Search the records for the string "reuses" and return each line that has it.

(Exercise inputs)

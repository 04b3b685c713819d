//! 적합성 suite 통합 테스트
//!
//! rcgen 기반 인메모리 발급 백엔드(`support::FakeIssuer`)를 대상으로
//! complete → define → run 전체 흐름을 검증합니다.

mod support;

use std::sync::Arc;
use std::time::Duration;

use certconform_core::capability::Capability;
use certconform_core::client::ResourceClient;
use certconform_suite::{
    ConformanceError, Namer, RandomNamer, SequenceNamer, Suite, SuiteReport,
};
use tokio_util::sync::CancellationToken;

use support::{Behaviour, FakeIssuer, Fault, FaultyBackend, register};

async fn run_all(unsupported: Vec<Capability>, behaviour: Behaviour) -> SuiteReport {
    let registration = register(unsupported);
    let client = Arc::new(FakeIssuer::with_behaviour(behaviour));
    Suite::run(
        registration,
        client,
        Arc::new(RandomNamer),
        CancellationToken::new(),
    )
    .await
}

/// 단일 케이스를 실행하고 결과를 반환합니다.
async fn run_one<C: ResourceClient>(
    name: &str,
    unsupported: Vec<Capability>,
    client: Arc<C>,
    namer: &dyn Namer,
    cancel: CancellationToken,
) -> Result<(), ConformanceError> {
    let registration = register(unsupported);
    let case = registration
        .case(name)
        .unwrap_or_else(|| panic!("case '{name}' should be registered"));
    case.run(client, namer, cancel)
        .await
        .map(|_| ())
        .map_err(|failed| failed.failure.error)
}

fn failed_validators(err: &ConformanceError) -> Vec<&'static str> {
    match err {
        ConformanceError::Validation(failures) => failures.validators(),
        other => panic!("expected validation failure, got {other}"),
    }
}

// --- 전체 실행 ---

#[tokio::test]
async fn fully_capable_backend_passes_every_case() {
    let report = run_all(Vec::new(), Behaviour::default()).await;

    for failed in &report.failed {
        eprintln!("{}: {}", failed.failure.scenario, failed.failure.error);
    }
    assert!(report.is_success());
    assert_eq!(report.passed.len(), 19);
    assert!(report.skipped.is_empty());
    assert_eq!(report.display_name, "fake-ca");
}

#[tokio::test]
async fn unsupported_capabilities_skip_cases_and_validators() {
    let report = run_all(
        vec![Capability::Ed25519, Capability::Wildcards, Capability::ReusePrivateKey],
        Behaviour::default(),
    )
    .await;

    assert!(report.is_success());
    let skipped: Vec<&str> = report.skipped.iter().map(|s| s.name).collect();
    assert!(skipped.contains(&"ed25519-key"));
    assert!(skipped.contains(&"wildcard-dns-name"));
    assert!(skipped.contains(&"wildcard-and-apex"));
    assert!(skipped.contains(&"reissue-reuses-private-key"));
    assert_eq!(report.passed.len() + report.skipped.len(), 19);
    assert!(!report.passed_names().contains(&"ed25519-key"));
}

#[tokio::test]
async fn failing_case_does_not_abort_the_others() {
    // 30일짜리 인증서만 발급하는 백엔드: duration 검사가 모든 케이스에서 실패
    let behaviour = Behaviour {
        fixed_validity: Some(Duration::from_secs(30 * 24 * 60 * 60)),
        ..Behaviour::default()
    };
    let report = run_all(Vec::new(), behaviour).await;

    assert!(!report.is_success());
    assert_eq!(report.passed.len() + report.failed.len(), 19);
    let failure = report
        .failure("single-dns-name")
        .expect("single-dns-name should fail");
    assert_eq!(failed_validators(&failure.error), vec!["duration-matches"]);
    assert!(failure.permitted_by.is_empty());
}

// --- capability gating ---

#[tokio::test]
async fn duration_unsupported_ignores_backend_validity() {
    let behaviour = Behaviour {
        fixed_validity: Some(Duration::from_secs(30 * 24 * 60 * 60)),
        ..Behaviour::default()
    };
    let client = Arc::new(FakeIssuer::with_behaviour(behaviour));
    let namer = SequenceNamer::new("foo");

    let registration = register([Capability::Duration]);
    assert!(registration.skipped_names().contains(&"custom-duration"));

    run_one(
        "single-dns-name",
        vec![Capability::Duration],
        Arc::clone(&client),
        &namer,
        CancellationToken::new(),
    )
    .await
    .expect("duration must not be checked");

    let submitted = client
        .certificate("conformance-foo")
        .await
        .expect("request stored under the namer suffix");
    assert_eq!(submitted.spec.dns_names, vec!["foo.example.com".to_owned()]);
    assert_eq!(submitted.spec.secret_name, "conformance-foo-tls");
}

#[tokio::test]
async fn missing_ca_fails_trust_chain_unless_declared() {
    let behaviour = Behaviour {
        omit_ca: true,
        ..Behaviour::default()
    };

    let err = run_one(
        "single-dns-name",
        Vec::new(),
        Arc::new(FakeIssuer::with_behaviour(behaviour.clone())),
        &RandomNamer,
        CancellationToken::new(),
    )
    .await
    .expect_err("ca.crt is expected");
    let validators = failed_validators(&err);
    assert!(validators.contains(&"trust-chain-valid"));
    assert!(!validators.contains(&"root-ca-valid"));

    run_one(
        "single-dns-name",
        vec![Capability::SaveCaToSecret],
        Arc::new(FakeIssuer::with_behaviour(behaviour)),
        &RandomNamer,
        CancellationToken::new(),
    )
    .await
    .expect("trust chain is not checked when the CA is not stored");
}

// --- 대기 ---

#[tokio::test(start_paused = true)]
async fn never_ready_backend_times_out_after_standard_timeout() {
    let client = Arc::new(FakeIssuer::with_behaviour(Behaviour {
        never_ready: true,
        ..Behaviour::default()
    }));

    let err = run_one("single-dns-name", Vec::new(), client, &RandomNamer, CancellationToken::new())
        .await
        .expect_err("should time out");

    match err {
        ConformanceError::Timeout {
            elapsed,
            last_observed,
            ..
        } => {
            assert!(elapsed >= Duration::from_secs(10));
            assert!(elapsed < Duration::from_secs(10) + Duration::from_millis(100));
            assert!(last_observed.contains("Ready=Unknown"));
        }
        other => panic!("expected timeout, got {other}"),
    }
}

#[tokio::test(start_paused = true)]
async fn wildcard_and_apex_uses_extended_timeout() {
    let client = Arc::new(FakeIssuer::with_behaviour(Behaviour {
        never_ready: true,
        ..Behaviour::default()
    }));

    let err = run_one("wildcard-and-apex", Vec::new(), client, &RandomNamer, CancellationToken::new())
        .await
        .expect_err("should time out");

    match err {
        ConformanceError::Timeout { elapsed, .. } => {
            assert!(elapsed >= Duration::from_secs(20));
            assert!(elapsed < Duration::from_secs(21));
        }
        other => panic!("expected timeout, got {other}"),
    }
}

#[tokio::test(start_paused = true)]
async fn hung_read_is_bounded_by_case_timeout() {
    let client = Arc::new(FaultyBackend::new(Fault::HangingReads));

    let outcome = tokio::time::timeout(
        Duration::from_secs(3600),
        run_one("single-dns-name", Vec::new(), client, &RandomNamer, CancellationToken::new()),
    )
    .await
    .expect("case must finish within its own timeout");

    match outcome.expect_err("should time out") {
        ConformanceError::Timeout { elapsed, .. } => {
            assert!(elapsed >= Duration::from_secs(10));
            assert!(elapsed < Duration::from_secs(10) + Duration::from_millis(100));
        }
        other => panic!("expected timeout, got {other}"),
    }
}

#[tokio::test(start_paused = true)]
async fn hung_create_is_bounded_by_case_timeout() {
    let client = Arc::new(FaultyBackend::new(Fault::HangingCreates));

    let outcome = tokio::time::timeout(
        Duration::from_secs(3600),
        run_one("single-dns-name", Vec::new(), client, &RandomNamer, CancellationToken::new()),
    )
    .await
    .expect("case must finish within its own timeout");

    match outcome.expect_err("should time out") {
        ConformanceError::Timeout {
            elapsed,
            last_observed,
            ..
        } => {
            assert!(elapsed >= Duration::from_secs(10));
            assert!(elapsed < Duration::from_secs(10) + Duration::from_millis(100));
            assert_eq!(last_observed, "create request still pending");
        }
        other => panic!("expected timeout, got {other}"),
    }
}

#[tokio::test]
async fn transient_read_failures_within_budget_are_tolerated() {
    let client = Arc::new(FakeIssuer::with_behaviour(Behaviour {
        transient_reads: 2,
        ..Behaviour::default()
    }));

    run_one("ecdsa-key", Vec::new(), client, &RandomNamer, CancellationToken::new())
        .await
        .expect("two transient failures are below the limit of three");
}

#[tokio::test]
async fn persistent_read_failures_fail_with_fetch() {
    let client = Arc::new(FakeIssuer::with_behaviour(Behaviour {
        transient_reads: 10,
        ..Behaviour::default()
    }));

    let err = run_one("ecdsa-key", Vec::new(), client, &RandomNamer, CancellationToken::new())
        .await
        .expect_err("fourth consecutive failure exceeds the limit");
    assert!(matches!(err, ConformanceError::Fetch { .. }), "{err}");
}

#[tokio::test(start_paused = true)]
async fn cancellation_stops_a_waiting_case() {
    let client = Arc::new(FakeIssuer::with_behaviour(Behaviour {
        never_ready: true,
        ..Behaviour::default()
    }));
    let cancel = CancellationToken::new();
    let trigger = cancel.clone();
    tokio::spawn(async move {
        tokio::time::sleep(Duration::from_secs(1)).await;
        trigger.cancel();
    });

    let err = run_one("single-dns-name", Vec::new(), client, &RandomNamer, cancel)
        .await
        .expect_err("should be cancelled");
    assert!(matches!(err, ConformanceError::Cancelled { .. }), "{err}");
}

// --- 생성 거부 ---

#[tokio::test]
async fn rejected_creation_is_reported_as_creation_error() {
    let client = Arc::new(FakeIssuer::with_behaviour(Behaviour {
        reject_creates: true,
        ..Behaviour::default()
    }));

    let err = run_one("single-dns-name", Vec::new(), Arc::clone(&client), &RandomNamer, CancellationToken::new())
        .await
        .expect_err("creation is refused");
    assert!(matches!(err, ConformanceError::Creation { .. }), "{err}");
    assert!(err.to_string().contains("refuses"));
    assert_eq!(client.certificate_count().await, 0);
}

// --- 생명주기 ---

#[tokio::test]
async fn update_succeeds_when_conflicts_fit_the_budget() {
    let client = Arc::new(FakeIssuer::with_behaviour(Behaviour {
        injected_conflicts: 4,
        ..Behaviour::default()
    }));
    let namer = SequenceNamer::new("upd");

    run_one("update-adds-dns-name", Vec::new(), Arc::clone(&client), &namer, CancellationToken::new())
        .await
        .expect("four conflicts leave a fifth attempt");

    let updated = client.certificate("conformance-upd").await.expect("stored");
    assert_eq!(updated.metadata.generation, 2);
    assert!(
        updated
            .spec
            .dns_names
            .contains(&"extra.upd.example.com".to_owned())
    );
}

#[tokio::test]
async fn update_fails_when_conflicts_exhaust_the_budget() {
    let client = Arc::new(FakeIssuer::with_behaviour(Behaviour {
        injected_conflicts: 5,
        ..Behaviour::default()
    }));

    let err = run_one("update-adds-dns-name", Vec::new(), client, &RandomNamer, CancellationToken::new())
        .await
        .expect_err("every attempt conflicts");
    match err {
        ConformanceError::Conflict { attempts, .. } => assert_eq!(attempts, 5),
        other => panic!("expected conflict, got {other}"),
    }
}

#[tokio::test]
async fn reissue_after_clearing_artifact_revalidates() {
    let client = Arc::new(FakeIssuer::new());
    let namer = SequenceNamer::new("re");

    run_one("reissue-after-artifact-cleared", Vec::new(), Arc::clone(&client), &namer, CancellationToken::new())
        .await
        .expect("reissue should pass");

    let cert = client.certificate("conformance-re").await.expect("stored");
    assert_eq!(cert.status.revision, Some(2));
}

#[tokio::test]
async fn key_reuse_is_verified_across_reissue() {
    run_one(
        "reissue-reuses-private-key",
        Vec::new(),
        Arc::new(FakeIssuer::new()),
        &RandomNamer,
        CancellationToken::new(),
    )
    .await
    .expect("key must be kept");

    let rotating = Arc::new(FakeIssuer::with_behaviour(Behaviour {
        always_rotate: true,
        ..Behaviour::default()
    }));
    let err = run_one("reissue-reuses-private-key", Vec::new(), rotating, &RandomNamer, CancellationToken::new())
        .await
        .expect_err("rotating backend breaks the Never policy");
    assert_eq!(failed_validators(&err), vec!["private-key-reused"]);
}

// --- 비정상 종료 ---

#[tokio::test]
async fn panicking_case_is_reported_as_failed() {
    let report = Suite::run(
        register(Vec::new()),
        Arc::new(FaultyBackend::new(Fault::PanickingCreates)),
        Arc::new(SequenceNamer::new("crash")),
        CancellationToken::new(),
    )
    .await;

    assert!(!report.is_success());
    assert!(report.passed.is_empty());
    assert_eq!(report.failed.len(), 19);

    let failure = report
        .failure("single-dns-name")
        .expect("single-dns-name should be reported");
    assert!(failure.case_id.starts_with("conformance-crash"));
    match &failure.error {
        ConformanceError::Aborted { reason } => {
            assert!(reason.contains("backend client crashed"), "{reason}");
        }
        other => panic!("expected aborted, got {other}"),
    }
}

(End Exercise inputs)

Answer.
    assert!(skipped.contains(&"reissue-reuses-private-key"));
        "reissue-reuses-private-key",
    let err = run_one("reissue-reuses-private-key", Vec::new(), rotating, &RandomNamer, CancellationToken::new())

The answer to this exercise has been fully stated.